• _Exercise brief_:
Copy each line below that has "Option".

[Data under study Boundary: Start]

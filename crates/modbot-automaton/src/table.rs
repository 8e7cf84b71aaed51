//! Precomputed transition table over the enumerated state space.
//!
//! For every state and every vocabulary action the resulting topology is
//! computed; the transition is recorded only when that result is itself an
//! enumerated state. The table is immutable once built and is shared
//! read-only by the runtime.

use std::collections::HashMap;

use modbot_core::{vocabulary, Action, PortLayout, Topology, Violation};
use rayon::prelude::*;
use serde::{Deserialize, Serialize};
use tracing::{debug, info};

use crate::config::AutomatonConfig;
use crate::error::AutomatonResult;
use crate::space::{StateId, StateSpace};

/// Result of looking up `(state, action)`.
#[derive(Debug, Clone, Copy, PartialEq, Eq)]
pub enum Lookup {
    /// The action leads to this state.
    Hit(StateId),
    /// The action is well-formed but its result was never enumerated.
    Unknown,
    /// The action breaks the port model and can never be valid.
    Forbidden(Violation),
}

/// Summary counts for a table.
#[derive(Debug, Clone, PartialEq, Eq, Serialize, Deserialize)]
pub struct TableStats {
    pub units: u8,
    pub states: usize,
    pub actions: usize,
    pub transitions: usize,
    /// Largest number of outgoing transitions from a single state.
    pub max_out_degree: usize,
    /// States with no outgoing transitions.
    pub dead_ends: usize,
}

/// The automaton's transition function, `(state, action) -> state`.
#[derive(Debug, Clone)]
pub struct TransitionTable {
    space: StateSpace,
    actions: Vec<Action>,
    transitions: HashMap<(StateId, Action), StateId>,
}

impl TransitionTable {
    /// Enumerate the state space and compute every transition.
    pub fn build(config: &AutomatonConfig) -> AutomatonResult<Self> {
        let space = StateSpace::build(config)?;
        let actions = vocabulary(config.units, &config.layout)?;

        info!(
            states = space.len(),
            actions = actions.len(),
            parallel = config.parallel,
            "transition_table_build_start"
        );

        let transitions: HashMap<(StateId, Action), StateId> = if config.parallel {
            space
                .states()
                .par_iter()
                .enumerate()
                .flat_map_iter(|(i, state)| transitions_from(&space, &actions, i, state))
                .collect()
        } else {
            space
                .states()
                .iter()
                .enumerate()
                .flat_map(|(i, state)| transitions_from(&space, &actions, i, state))
                .collect()
        };

        info!(transitions = transitions.len(), "transition_table_build_complete");

        Ok(Self {
            space,
            actions,
            transitions,
        })
    }

    /// Assemble a table from already-validated parts.
    pub(crate) fn from_parts(
        space: StateSpace,
        transitions: HashMap<(StateId, Action), StateId>,
    ) -> AutomatonResult<Self> {
        let actions = vocabulary(space.units(), space.layout())?;
        Ok(Self {
            space,
            actions,
            transitions,
        })
    }

    /// Look up the transition for `action` from `state`.
    pub fn lookup(&self, state: StateId, action: &Action) -> Lookup {
        if let Some(&next) = self.transitions.get(&(state, *action)) {
            return Lookup::Hit(next);
        }
        match action.validate(self.space.units(), self.space.layout()) {
            Ok(()) => Lookup::Unknown,
            Err(violation) => Lookup::Forbidden(violation),
        }
    }

    /// The state reached from `state` by `action`, if recorded.
    pub fn next_state(&self, state: StateId, action: &Action) -> Option<StateId> {
        self.transitions.get(&(state, *action)).copied()
    }

    /// Id of the empty topology.
    pub fn initial_state(&self) -> StateId {
        StateId::EMPTY
    }

    pub fn state(&self, id: StateId) -> Option<&Topology> {
        self.space.get(id)
    }

    pub fn state_id(&self, topology: &Topology) -> Option<StateId> {
        self.space.id_of(topology)
    }

    pub fn space(&self) -> &StateSpace {
        &self.space
    }

    /// The action vocabulary the table was built over.
    pub fn actions(&self) -> &[Action] {
        &self.actions
    }

    pub fn units(&self) -> u8 {
        self.space.units()
    }

    pub fn layout(&self) -> &PortLayout {
        self.space.layout()
    }

    pub fn state_count(&self) -> usize {
        self.space.len()
    }

    pub fn transition_count(&self) -> usize {
        self.transitions.len()
    }

    /// All `(from, action, to)` triples, sorted for stable output.
    pub fn transitions(&self) -> Vec<(StateId, Action, StateId)> {
        let mut triples: Vec<_> = self
            .transitions
            .iter()
            .map(|(&(from, action), &to)| (from, action, to))
            .collect();
        triples.sort();
        triples
    }

    /// Actions with a recorded transition out of `state`, with their targets.
    pub fn outgoing(&self, state: StateId) -> Vec<(Action, StateId)> {
        self.actions
            .iter()
            .filter_map(|a| self.next_state(state, a).map(|to| (*a, to)))
            .collect()
    }

    pub fn stats(&self) -> TableStats {
        let mut degree = vec![0usize; self.space.len()];
        for &(from, _) in self.transitions.keys() {
            degree[from.index()] += 1;
        }
        let stats = TableStats {
            units: self.units(),
            states: self.space.len(),
            actions: self.actions.len(),
            transitions: self.transitions.len(),
            max_out_degree: degree.iter().copied().max().unwrap_or(0),
            dead_ends: degree.iter().filter(|&&d| d == 0).count(),
        };
        debug!(?stats, "transition_table_stats");
        stats
    }
}

fn transitions_from<'a>(
    space: &'a StateSpace,
    actions: &'a [Action],
    index: usize,
    state: &'a Topology,
) -> impl Iterator<Item = ((StateId, Action), StateId)> + 'a {
    let from = StateId(index as u32);
    actions.iter().filter_map(move |action| {
        space
            .id_of(&state.apply(action))
            .map(|to| ((from, *action), to))
    })
}

#[cfg(test)]
mod tests {
    use super::*;
    use modbot_core::{Orientation, PortId, UnitId};

    fn table(units: u8) -> TransitionTable {
        TransitionTable::build(&AutomatonConfig {
            parallel: false,
            ..AutomatonConfig::with_units(units)
        })
        .unwrap()
    }

    fn connect(a: u8, pa: u8, b: u8, pb: u8) -> Action {
        Action::Connect {
            unit: UnitId(a),
            port: PortId(pa),
            target: UnitId(b),
            target_port: PortId(pb),
            orientation: Orientation::O1,
        }
    }

    #[test]
    fn test_every_transition_targets_a_state() {
        let table = table(2);
        for (from, action, to) in table.transitions() {
            let expected = table.state(from).unwrap().apply(&action);
            assert_eq!(table.state(to), Some(&expected));
        }
    }

    #[test]
    fn test_connect_then_disconnect() {
        let table = table(2);
        let start = table.initial_state();

        let Lookup::Hit(connected) = table.lookup(start, &connect(1, 1, 2, 4)) else {
            panic!("connect from empty should be known");
        };
        let back = table.lookup(
            connected,
            &Action::Disconnect {
                unit: UnitId(1),
                port: PortId(1),
            },
        );
        assert_eq!(back, Lookup::Hit(start));
    }

    #[test]
    fn test_disconnect_on_empty_is_self_loop() {
        let table = table(2);
        let start = table.initial_state();
        let action = Action::Disconnect {
            unit: UnitId(2),
            port: PortId(3),
        };
        assert_eq!(table.lookup(start, &action), Lookup::Hit(start));
    }

    #[test]
    fn test_unknown_vs_forbidden() {
        let table = table(3);
        let start = table.initial_state();
        let control = match table.lookup(
            start,
            &Action::ConnectControl {
                unit: UnitId(1),
                port: PortId(1),
                orientation: Orientation::O1,
            },
        ) {
            Lookup::Hit(id) => id,
            other => panic!("expected hit, got {:?}", other),
        };

        // Chains with the control unit attached are not enumerated.
        assert_eq!(table.lookup(control, &connect(2, 2, 1, 4)), Lookup::Unknown);

        assert_eq!(
            table.lookup(start, &connect(3, 3, 3, 4)),
            Lookup::Forbidden(Violation::SelfConnection { unit: UnitId(3) })
        );
        assert!(matches!(
            table.lookup(start, &connect(1, 1, 9, 4)),
            Lookup::Forbidden(Violation::UnitOutOfRange { .. })
        ));
    }

    #[test]
    fn test_lookup_is_deterministic() {
        let table = table(2);
        for (from, action, _) in table.transitions().into_iter().take(50) {
            assert_eq!(table.lookup(from, &action), table.lookup(from, &action));
        }
    }

    #[test]
    fn test_parallel_build_matches_sequential() {
        let sequential = table(2);
        let parallel = TransitionTable::build(&AutomatonConfig {
            parallel: true,
            ..AutomatonConfig::with_units(2)
        })
        .unwrap();
        assert_eq!(sequential.transitions(), parallel.transitions());
        assert_eq!(sequential.space().states(), parallel.space().states());
    }

    #[test]
    fn test_stats() {
        let table = table(2);
        let stats = table.stats();
        assert_eq!(stats.units, 2);
        assert_eq!(stats.states, table.state_count());
        assert_eq!(stats.transitions, table.transition_count());
        assert_eq!(stats.dead_ends, 0);
        assert!(!table.outgoing(table.initial_state()).is_empty());
    }
}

[Data under study Boundary: End]

• _Problem solution_:
    pub fn next_state(&self, state: StateId, action: &Action) -> Option<StateId> {
    pub fn state(&self, id: StateId) -> Option<&Topology> {
    pub fn state_id(&self, topology: &Topology) -> Option<StateId> {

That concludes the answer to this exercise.